- [Exercise] Using the entries that follow, state how many lines contain the word "Subcommand". The response is that number and nothing more.

- [Data]
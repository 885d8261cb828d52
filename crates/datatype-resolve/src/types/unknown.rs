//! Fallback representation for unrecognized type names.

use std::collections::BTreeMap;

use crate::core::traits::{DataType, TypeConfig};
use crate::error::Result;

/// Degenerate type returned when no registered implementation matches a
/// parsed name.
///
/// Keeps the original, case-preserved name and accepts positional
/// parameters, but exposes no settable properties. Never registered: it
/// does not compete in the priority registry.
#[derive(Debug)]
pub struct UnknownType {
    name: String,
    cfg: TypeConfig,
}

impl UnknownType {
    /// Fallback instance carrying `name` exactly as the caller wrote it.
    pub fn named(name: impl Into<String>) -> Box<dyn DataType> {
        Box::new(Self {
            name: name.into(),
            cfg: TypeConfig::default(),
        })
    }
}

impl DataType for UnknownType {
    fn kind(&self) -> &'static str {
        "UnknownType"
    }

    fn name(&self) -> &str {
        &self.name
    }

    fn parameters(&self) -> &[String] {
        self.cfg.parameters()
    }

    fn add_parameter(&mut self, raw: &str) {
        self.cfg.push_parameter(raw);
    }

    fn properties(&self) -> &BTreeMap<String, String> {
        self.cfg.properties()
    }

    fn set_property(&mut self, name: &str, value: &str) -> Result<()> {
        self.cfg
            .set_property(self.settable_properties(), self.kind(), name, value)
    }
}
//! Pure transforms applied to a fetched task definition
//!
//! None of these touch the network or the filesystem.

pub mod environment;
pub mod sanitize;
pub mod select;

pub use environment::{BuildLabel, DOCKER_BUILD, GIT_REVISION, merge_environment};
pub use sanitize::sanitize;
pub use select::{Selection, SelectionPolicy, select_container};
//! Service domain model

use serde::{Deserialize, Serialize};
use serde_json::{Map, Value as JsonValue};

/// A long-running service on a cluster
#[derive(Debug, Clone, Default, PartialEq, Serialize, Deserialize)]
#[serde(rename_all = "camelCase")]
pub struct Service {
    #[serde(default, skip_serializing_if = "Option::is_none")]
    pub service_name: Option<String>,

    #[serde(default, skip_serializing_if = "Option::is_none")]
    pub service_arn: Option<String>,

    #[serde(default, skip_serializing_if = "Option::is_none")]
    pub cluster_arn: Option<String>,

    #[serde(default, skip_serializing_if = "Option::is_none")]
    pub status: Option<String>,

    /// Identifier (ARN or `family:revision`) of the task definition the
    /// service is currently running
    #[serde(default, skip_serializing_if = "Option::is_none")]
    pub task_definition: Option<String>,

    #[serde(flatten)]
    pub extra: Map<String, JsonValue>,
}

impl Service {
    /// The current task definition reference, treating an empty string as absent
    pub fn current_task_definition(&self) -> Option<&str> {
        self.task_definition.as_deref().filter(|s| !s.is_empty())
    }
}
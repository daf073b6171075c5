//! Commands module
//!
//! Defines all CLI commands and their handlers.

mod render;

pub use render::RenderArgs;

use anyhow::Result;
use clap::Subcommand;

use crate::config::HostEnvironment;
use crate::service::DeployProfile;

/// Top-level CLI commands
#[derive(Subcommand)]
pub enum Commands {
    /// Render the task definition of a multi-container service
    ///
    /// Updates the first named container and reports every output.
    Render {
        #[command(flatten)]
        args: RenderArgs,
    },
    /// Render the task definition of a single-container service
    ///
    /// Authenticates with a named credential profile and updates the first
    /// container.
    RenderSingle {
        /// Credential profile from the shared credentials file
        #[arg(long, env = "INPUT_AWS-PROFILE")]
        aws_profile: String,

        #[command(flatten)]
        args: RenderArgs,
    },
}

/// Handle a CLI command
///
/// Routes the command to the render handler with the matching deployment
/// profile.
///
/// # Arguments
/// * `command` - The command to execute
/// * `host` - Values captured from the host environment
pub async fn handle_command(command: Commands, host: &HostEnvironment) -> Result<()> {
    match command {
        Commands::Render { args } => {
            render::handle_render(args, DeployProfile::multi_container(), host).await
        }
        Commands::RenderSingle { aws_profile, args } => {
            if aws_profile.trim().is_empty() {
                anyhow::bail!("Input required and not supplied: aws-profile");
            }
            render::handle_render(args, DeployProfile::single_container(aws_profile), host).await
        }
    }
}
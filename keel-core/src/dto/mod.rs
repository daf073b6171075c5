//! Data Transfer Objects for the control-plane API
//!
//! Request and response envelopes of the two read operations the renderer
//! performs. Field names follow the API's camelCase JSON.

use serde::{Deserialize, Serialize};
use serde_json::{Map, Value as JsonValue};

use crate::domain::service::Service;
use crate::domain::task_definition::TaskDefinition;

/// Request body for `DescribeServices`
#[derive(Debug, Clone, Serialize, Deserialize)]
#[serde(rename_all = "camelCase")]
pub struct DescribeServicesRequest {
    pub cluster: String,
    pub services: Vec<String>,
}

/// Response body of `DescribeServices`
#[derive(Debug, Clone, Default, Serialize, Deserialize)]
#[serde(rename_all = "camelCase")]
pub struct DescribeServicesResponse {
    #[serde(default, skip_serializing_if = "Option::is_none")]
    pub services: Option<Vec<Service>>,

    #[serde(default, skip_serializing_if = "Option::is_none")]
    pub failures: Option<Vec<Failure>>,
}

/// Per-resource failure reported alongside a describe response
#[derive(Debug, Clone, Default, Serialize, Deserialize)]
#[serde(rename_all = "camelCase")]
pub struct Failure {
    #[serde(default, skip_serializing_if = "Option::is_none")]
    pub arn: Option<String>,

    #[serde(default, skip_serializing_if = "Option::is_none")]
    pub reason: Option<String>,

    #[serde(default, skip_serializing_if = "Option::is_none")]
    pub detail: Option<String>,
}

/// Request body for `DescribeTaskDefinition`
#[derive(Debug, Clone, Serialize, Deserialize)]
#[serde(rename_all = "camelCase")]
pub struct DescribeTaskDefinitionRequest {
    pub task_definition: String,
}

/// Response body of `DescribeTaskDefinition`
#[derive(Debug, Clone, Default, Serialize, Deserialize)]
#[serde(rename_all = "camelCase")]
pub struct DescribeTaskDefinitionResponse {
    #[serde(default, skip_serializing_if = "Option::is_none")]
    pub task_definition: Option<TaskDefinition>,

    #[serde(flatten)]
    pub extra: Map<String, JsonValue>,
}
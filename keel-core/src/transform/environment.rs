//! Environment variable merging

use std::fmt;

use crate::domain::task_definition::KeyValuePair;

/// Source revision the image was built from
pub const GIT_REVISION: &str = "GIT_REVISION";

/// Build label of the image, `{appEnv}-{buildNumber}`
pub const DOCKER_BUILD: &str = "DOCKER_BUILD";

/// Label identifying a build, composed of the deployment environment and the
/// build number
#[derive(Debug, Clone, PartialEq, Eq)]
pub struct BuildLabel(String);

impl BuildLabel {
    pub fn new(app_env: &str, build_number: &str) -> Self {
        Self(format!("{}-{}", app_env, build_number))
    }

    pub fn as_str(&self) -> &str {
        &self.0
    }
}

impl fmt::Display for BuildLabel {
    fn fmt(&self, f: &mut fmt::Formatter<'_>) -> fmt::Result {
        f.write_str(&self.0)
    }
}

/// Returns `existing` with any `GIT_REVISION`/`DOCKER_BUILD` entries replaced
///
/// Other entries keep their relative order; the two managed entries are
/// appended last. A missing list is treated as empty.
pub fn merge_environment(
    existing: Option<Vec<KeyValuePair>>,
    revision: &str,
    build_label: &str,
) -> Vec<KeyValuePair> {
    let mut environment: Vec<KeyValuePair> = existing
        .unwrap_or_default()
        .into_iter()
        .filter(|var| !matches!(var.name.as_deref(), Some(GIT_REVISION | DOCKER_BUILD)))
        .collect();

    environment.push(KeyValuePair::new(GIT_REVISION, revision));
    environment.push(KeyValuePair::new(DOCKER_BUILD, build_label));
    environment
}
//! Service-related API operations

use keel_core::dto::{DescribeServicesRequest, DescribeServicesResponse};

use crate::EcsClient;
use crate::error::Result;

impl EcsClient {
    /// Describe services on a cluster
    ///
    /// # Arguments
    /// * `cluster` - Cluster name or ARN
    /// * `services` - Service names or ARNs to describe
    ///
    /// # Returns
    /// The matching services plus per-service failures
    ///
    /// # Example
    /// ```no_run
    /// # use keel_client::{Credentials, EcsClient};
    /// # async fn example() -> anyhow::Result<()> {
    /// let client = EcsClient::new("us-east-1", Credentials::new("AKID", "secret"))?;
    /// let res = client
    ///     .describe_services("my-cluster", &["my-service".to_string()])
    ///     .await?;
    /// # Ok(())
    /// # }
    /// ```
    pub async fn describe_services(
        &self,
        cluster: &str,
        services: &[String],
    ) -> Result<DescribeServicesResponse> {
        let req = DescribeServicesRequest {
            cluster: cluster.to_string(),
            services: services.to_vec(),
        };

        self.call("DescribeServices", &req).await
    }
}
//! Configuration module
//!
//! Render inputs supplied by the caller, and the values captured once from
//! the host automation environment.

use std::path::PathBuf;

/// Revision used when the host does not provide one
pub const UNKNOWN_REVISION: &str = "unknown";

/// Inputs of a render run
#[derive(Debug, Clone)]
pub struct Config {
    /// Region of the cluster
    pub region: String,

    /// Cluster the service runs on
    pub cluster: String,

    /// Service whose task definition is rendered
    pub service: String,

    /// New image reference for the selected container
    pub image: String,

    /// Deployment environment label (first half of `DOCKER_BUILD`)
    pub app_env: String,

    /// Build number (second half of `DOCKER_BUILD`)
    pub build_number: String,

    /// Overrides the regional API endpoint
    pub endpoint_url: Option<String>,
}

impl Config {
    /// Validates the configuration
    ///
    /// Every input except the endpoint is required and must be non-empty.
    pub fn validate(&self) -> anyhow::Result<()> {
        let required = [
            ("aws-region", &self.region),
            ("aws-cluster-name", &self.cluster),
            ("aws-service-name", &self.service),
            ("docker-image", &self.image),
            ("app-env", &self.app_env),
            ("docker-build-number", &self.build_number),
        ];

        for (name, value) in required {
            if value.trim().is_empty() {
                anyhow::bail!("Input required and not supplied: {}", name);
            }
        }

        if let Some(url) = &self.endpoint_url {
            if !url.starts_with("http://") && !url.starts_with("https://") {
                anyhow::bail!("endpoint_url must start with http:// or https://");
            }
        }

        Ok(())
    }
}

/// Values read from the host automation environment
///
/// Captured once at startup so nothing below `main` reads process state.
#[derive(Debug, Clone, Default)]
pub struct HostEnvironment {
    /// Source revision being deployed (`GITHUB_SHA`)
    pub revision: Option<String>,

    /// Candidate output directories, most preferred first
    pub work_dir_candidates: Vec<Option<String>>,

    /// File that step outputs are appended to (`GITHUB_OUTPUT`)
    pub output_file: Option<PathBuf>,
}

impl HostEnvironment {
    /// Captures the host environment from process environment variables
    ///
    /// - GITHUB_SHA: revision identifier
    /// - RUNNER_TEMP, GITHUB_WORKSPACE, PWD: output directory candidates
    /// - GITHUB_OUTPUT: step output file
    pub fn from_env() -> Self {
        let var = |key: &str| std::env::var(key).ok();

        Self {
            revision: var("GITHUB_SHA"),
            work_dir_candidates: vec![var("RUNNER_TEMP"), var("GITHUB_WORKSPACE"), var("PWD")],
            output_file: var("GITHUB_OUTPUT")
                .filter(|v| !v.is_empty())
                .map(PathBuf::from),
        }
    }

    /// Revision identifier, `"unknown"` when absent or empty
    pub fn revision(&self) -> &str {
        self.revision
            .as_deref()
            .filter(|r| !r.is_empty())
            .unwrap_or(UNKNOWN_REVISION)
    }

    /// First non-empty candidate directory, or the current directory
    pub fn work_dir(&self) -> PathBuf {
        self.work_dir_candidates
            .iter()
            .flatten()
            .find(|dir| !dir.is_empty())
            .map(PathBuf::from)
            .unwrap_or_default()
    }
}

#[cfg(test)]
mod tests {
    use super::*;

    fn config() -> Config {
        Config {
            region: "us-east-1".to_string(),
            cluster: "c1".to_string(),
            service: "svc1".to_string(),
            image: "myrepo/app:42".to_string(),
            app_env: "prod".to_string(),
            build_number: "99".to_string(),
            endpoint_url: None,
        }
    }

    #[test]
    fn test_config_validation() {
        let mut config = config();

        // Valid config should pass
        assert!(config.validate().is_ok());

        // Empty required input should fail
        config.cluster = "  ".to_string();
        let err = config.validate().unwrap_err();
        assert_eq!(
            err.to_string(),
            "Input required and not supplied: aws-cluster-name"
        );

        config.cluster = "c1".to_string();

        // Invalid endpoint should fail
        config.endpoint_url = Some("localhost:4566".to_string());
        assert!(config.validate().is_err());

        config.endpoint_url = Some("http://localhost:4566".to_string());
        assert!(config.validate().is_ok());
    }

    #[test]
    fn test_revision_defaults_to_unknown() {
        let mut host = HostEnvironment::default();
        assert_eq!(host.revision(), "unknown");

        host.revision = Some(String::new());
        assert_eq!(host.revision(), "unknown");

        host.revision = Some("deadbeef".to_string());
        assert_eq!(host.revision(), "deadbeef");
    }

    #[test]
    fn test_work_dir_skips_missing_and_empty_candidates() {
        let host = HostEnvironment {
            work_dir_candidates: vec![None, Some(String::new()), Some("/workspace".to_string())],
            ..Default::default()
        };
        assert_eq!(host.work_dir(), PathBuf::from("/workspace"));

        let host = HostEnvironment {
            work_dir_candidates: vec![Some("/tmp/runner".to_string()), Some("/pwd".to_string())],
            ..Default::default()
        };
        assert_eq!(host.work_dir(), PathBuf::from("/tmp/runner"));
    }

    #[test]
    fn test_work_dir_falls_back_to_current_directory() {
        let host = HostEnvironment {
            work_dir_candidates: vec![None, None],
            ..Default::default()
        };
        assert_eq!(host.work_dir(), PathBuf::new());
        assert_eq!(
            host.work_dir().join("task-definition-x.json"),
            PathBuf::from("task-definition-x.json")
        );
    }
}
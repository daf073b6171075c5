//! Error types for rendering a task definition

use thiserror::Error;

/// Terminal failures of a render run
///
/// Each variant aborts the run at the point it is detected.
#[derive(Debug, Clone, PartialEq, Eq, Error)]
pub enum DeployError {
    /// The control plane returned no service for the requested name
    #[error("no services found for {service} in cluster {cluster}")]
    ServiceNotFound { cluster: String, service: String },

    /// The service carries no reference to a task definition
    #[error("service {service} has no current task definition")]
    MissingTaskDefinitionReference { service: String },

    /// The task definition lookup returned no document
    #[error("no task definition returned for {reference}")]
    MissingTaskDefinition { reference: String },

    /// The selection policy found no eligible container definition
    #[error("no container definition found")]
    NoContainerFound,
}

- [Problem solution] 2